Required work: Which of the lines below include "itemProp"? Each one should be copied out.

Saved data entries

=-=-=

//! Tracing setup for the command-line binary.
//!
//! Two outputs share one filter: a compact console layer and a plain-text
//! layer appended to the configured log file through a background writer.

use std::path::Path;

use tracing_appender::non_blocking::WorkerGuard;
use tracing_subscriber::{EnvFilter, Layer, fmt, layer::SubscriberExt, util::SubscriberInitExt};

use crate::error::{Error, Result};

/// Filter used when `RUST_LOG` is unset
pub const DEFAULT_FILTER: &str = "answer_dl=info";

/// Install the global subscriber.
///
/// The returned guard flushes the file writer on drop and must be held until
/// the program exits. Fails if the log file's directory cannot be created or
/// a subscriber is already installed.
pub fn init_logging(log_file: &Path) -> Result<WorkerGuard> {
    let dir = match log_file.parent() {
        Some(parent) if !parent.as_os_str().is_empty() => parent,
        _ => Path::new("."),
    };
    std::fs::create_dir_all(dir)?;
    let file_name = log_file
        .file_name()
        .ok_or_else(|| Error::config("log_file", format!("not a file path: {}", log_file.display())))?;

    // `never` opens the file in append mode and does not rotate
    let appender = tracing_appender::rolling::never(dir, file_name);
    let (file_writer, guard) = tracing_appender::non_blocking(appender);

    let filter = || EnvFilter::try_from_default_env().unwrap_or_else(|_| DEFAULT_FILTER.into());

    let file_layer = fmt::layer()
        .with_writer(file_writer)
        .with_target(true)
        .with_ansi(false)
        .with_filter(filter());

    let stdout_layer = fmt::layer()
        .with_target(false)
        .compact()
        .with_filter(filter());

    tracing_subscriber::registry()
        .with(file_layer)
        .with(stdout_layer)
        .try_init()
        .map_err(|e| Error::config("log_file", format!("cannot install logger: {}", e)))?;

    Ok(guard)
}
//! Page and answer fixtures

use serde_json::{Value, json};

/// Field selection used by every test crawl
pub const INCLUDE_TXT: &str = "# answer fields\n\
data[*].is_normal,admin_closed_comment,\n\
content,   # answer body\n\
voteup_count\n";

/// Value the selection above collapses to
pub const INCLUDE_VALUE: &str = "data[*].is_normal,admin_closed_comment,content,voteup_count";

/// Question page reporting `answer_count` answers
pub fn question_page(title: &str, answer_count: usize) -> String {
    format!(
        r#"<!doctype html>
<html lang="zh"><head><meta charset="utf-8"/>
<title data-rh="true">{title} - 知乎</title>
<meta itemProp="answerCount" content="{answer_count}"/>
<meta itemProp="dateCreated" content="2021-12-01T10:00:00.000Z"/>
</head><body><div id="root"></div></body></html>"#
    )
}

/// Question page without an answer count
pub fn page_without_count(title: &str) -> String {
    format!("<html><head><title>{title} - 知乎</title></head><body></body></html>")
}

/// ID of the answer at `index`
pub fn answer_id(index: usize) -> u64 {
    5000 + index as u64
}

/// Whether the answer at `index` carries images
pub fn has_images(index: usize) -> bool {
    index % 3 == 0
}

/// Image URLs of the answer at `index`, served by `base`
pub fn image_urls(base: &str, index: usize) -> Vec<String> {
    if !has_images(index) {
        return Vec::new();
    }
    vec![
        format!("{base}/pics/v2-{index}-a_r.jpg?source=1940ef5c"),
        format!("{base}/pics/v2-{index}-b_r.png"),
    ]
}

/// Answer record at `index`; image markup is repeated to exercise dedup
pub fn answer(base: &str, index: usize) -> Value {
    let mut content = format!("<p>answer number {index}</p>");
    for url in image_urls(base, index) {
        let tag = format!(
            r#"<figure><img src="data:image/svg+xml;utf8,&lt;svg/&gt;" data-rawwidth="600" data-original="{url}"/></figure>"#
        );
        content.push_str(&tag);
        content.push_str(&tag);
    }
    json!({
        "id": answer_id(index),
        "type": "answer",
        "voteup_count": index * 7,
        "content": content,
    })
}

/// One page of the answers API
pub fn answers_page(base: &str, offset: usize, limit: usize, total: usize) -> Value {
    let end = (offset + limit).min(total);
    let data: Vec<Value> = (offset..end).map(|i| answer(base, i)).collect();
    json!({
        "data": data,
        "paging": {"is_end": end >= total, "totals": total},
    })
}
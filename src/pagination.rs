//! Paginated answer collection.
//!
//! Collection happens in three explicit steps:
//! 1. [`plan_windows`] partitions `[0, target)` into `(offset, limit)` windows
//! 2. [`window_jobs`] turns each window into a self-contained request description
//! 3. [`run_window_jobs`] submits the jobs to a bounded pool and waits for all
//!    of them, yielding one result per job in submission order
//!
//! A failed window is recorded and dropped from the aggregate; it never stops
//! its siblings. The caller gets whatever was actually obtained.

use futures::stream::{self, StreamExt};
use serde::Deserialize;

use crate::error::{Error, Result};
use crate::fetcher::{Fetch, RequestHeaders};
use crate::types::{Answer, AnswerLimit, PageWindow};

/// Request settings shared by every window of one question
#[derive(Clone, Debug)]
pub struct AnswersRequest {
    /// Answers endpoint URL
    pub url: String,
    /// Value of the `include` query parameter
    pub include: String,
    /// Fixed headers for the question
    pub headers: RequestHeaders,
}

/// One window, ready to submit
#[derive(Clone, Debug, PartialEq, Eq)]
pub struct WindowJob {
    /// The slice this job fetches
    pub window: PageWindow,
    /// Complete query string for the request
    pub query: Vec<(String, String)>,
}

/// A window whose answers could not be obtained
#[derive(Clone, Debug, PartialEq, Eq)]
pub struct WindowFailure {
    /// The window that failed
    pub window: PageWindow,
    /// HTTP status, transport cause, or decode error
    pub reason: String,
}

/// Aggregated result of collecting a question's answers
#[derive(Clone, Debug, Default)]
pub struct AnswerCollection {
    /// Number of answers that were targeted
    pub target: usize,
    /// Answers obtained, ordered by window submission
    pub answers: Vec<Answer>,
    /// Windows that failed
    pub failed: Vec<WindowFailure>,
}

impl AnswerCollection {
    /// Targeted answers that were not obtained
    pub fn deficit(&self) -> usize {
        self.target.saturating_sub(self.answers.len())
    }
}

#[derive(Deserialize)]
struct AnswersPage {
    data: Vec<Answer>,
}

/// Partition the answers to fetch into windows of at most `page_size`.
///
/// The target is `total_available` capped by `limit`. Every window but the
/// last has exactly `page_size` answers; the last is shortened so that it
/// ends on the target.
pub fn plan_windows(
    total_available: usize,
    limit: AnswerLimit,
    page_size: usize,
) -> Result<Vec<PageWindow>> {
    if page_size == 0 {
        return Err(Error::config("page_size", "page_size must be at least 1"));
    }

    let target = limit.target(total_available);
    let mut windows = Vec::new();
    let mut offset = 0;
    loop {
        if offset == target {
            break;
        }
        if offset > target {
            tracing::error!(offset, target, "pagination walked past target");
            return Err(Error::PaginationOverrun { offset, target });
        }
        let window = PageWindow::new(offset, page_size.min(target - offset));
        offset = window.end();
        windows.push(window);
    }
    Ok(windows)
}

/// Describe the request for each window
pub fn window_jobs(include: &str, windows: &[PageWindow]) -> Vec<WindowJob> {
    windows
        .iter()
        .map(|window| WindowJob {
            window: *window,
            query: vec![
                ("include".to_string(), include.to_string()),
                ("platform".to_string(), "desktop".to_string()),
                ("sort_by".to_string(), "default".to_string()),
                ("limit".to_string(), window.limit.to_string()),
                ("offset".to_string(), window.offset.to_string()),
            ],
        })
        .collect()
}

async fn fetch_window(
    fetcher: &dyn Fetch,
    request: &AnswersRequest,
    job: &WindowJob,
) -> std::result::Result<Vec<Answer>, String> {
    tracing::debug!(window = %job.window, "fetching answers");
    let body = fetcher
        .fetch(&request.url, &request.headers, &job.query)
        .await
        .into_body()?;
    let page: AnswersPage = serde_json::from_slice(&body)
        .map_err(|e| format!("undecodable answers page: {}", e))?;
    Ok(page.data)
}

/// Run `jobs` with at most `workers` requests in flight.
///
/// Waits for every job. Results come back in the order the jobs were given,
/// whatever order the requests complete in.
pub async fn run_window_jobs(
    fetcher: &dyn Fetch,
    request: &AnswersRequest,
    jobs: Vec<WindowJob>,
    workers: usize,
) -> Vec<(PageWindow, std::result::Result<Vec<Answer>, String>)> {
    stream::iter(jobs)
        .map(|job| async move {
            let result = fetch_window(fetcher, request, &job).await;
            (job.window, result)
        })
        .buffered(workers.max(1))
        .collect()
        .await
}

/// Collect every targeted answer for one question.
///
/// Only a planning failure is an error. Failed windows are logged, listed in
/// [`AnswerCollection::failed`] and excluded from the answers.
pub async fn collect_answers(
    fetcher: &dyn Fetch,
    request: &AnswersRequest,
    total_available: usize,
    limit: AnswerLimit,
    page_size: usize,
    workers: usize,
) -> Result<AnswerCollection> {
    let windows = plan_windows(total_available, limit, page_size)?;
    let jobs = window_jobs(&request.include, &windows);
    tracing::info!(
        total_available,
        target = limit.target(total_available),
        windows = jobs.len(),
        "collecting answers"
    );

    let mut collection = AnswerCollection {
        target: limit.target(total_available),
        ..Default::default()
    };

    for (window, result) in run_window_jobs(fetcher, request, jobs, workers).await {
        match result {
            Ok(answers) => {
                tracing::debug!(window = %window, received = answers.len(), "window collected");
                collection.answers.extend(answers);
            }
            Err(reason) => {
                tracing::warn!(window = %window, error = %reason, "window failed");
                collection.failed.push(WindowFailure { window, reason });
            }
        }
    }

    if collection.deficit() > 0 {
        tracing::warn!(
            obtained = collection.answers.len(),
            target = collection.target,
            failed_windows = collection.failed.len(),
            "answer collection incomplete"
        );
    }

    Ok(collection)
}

=-=-=

Response:
<meta itemProp="answerCount" content="{answer_count}"/>
<meta itemProp="dateCreated" content="2021-12-01T10:00:00.000Z"/>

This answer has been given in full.